- Task directions -
Provide the count of lines below where "millis" occurs, with no other output.

Collected data entries:
····················

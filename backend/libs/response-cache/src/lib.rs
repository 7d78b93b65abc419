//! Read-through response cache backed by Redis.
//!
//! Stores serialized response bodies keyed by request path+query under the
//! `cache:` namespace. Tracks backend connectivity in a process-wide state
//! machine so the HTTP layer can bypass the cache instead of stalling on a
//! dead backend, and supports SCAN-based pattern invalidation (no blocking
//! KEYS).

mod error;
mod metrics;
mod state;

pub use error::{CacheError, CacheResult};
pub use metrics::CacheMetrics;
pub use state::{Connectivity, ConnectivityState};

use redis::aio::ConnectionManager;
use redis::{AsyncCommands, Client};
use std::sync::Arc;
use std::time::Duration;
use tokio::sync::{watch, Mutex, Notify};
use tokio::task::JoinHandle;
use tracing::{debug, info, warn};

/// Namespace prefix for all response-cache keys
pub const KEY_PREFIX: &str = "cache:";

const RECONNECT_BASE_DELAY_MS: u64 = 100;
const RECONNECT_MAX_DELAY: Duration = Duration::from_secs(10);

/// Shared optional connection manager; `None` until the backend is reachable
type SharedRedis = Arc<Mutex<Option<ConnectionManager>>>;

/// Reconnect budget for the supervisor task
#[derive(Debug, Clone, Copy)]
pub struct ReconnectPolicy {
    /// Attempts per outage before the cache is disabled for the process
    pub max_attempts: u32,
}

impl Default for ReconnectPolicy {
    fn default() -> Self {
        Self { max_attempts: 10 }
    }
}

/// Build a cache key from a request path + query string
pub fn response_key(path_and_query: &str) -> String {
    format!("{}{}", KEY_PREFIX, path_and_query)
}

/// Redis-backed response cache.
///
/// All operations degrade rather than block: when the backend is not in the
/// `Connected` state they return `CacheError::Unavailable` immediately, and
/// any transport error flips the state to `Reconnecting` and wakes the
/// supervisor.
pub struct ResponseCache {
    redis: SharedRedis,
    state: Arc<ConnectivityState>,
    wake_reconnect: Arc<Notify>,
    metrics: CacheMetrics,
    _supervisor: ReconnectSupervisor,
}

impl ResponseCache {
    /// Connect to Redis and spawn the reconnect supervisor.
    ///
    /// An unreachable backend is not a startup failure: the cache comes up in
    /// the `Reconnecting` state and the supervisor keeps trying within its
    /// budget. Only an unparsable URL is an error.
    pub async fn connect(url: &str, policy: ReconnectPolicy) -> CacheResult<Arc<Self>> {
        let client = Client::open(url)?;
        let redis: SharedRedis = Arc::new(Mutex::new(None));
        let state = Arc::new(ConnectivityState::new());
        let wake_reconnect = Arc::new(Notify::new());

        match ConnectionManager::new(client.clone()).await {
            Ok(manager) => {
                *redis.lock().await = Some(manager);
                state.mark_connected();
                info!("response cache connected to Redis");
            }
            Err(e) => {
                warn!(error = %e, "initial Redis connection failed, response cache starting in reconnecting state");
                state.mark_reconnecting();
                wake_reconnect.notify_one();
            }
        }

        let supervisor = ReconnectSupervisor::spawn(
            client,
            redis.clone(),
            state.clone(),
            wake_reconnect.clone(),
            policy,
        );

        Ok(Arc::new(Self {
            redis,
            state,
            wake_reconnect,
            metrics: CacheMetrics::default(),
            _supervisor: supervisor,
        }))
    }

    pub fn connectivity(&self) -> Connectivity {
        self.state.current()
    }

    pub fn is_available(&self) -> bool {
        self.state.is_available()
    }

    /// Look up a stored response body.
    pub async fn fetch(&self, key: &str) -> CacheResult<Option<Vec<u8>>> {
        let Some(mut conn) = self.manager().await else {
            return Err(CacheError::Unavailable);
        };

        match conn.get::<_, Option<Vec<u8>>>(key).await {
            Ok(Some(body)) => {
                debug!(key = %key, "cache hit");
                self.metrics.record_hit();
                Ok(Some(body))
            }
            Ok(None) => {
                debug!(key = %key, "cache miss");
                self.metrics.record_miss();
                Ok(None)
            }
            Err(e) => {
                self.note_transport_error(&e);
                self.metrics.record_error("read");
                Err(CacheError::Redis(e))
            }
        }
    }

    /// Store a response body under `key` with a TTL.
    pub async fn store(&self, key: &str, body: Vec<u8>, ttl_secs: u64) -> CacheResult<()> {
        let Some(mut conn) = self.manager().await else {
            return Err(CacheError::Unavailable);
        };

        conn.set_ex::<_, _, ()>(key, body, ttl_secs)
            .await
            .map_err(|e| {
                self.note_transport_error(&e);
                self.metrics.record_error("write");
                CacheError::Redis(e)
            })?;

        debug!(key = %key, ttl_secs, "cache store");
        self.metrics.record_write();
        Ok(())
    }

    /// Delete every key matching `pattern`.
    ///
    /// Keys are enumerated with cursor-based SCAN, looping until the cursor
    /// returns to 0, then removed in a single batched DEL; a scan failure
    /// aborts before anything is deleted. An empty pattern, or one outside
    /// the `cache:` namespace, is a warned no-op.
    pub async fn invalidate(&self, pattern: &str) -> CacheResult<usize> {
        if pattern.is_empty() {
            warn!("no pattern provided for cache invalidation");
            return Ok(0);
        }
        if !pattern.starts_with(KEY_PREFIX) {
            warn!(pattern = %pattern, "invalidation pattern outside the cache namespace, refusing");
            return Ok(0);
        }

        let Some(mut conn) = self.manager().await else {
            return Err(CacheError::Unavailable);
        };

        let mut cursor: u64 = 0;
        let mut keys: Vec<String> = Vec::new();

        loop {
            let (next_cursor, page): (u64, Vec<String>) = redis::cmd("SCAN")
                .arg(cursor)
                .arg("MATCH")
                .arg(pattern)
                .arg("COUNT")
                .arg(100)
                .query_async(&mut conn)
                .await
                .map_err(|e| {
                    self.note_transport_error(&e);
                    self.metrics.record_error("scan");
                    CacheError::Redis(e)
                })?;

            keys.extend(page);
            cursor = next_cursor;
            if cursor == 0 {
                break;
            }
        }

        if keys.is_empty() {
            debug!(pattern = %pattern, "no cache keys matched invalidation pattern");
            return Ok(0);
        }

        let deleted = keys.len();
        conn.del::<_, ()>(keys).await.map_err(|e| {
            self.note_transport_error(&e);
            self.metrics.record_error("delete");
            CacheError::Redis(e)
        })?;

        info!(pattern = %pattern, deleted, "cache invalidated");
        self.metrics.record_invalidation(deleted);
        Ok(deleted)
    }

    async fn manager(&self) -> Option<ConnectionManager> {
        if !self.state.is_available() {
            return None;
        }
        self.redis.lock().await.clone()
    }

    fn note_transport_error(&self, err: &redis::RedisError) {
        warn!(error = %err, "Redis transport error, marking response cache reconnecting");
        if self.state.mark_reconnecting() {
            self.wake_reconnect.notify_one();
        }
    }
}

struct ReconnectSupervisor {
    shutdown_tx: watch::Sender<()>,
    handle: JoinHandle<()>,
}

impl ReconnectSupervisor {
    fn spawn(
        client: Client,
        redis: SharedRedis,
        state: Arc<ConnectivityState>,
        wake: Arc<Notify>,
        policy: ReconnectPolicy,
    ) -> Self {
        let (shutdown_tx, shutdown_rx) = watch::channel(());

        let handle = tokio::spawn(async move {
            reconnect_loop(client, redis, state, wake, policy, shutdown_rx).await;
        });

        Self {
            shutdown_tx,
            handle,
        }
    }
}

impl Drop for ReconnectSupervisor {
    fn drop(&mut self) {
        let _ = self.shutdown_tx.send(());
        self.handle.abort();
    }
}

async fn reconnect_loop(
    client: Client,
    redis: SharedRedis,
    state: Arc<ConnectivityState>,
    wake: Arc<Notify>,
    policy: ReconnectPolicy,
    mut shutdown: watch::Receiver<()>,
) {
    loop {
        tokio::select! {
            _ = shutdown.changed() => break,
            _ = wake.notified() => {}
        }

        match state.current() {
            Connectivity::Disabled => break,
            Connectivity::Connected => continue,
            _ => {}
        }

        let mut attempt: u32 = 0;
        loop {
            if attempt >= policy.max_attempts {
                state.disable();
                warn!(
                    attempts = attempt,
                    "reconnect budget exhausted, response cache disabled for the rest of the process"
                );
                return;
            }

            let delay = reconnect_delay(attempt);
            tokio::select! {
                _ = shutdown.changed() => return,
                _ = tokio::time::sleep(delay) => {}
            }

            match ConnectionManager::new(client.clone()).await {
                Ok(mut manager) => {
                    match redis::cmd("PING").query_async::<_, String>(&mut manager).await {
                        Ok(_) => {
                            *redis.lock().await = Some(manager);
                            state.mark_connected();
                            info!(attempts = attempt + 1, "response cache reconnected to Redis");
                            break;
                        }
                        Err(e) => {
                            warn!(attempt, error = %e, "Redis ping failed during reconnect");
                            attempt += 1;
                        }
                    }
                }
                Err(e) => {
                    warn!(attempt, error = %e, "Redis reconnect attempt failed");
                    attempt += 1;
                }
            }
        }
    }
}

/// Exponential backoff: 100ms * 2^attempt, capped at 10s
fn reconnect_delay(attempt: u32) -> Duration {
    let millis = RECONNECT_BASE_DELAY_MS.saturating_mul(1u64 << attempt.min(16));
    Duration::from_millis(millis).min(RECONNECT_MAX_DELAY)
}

····················

- Answer to this exercise -
2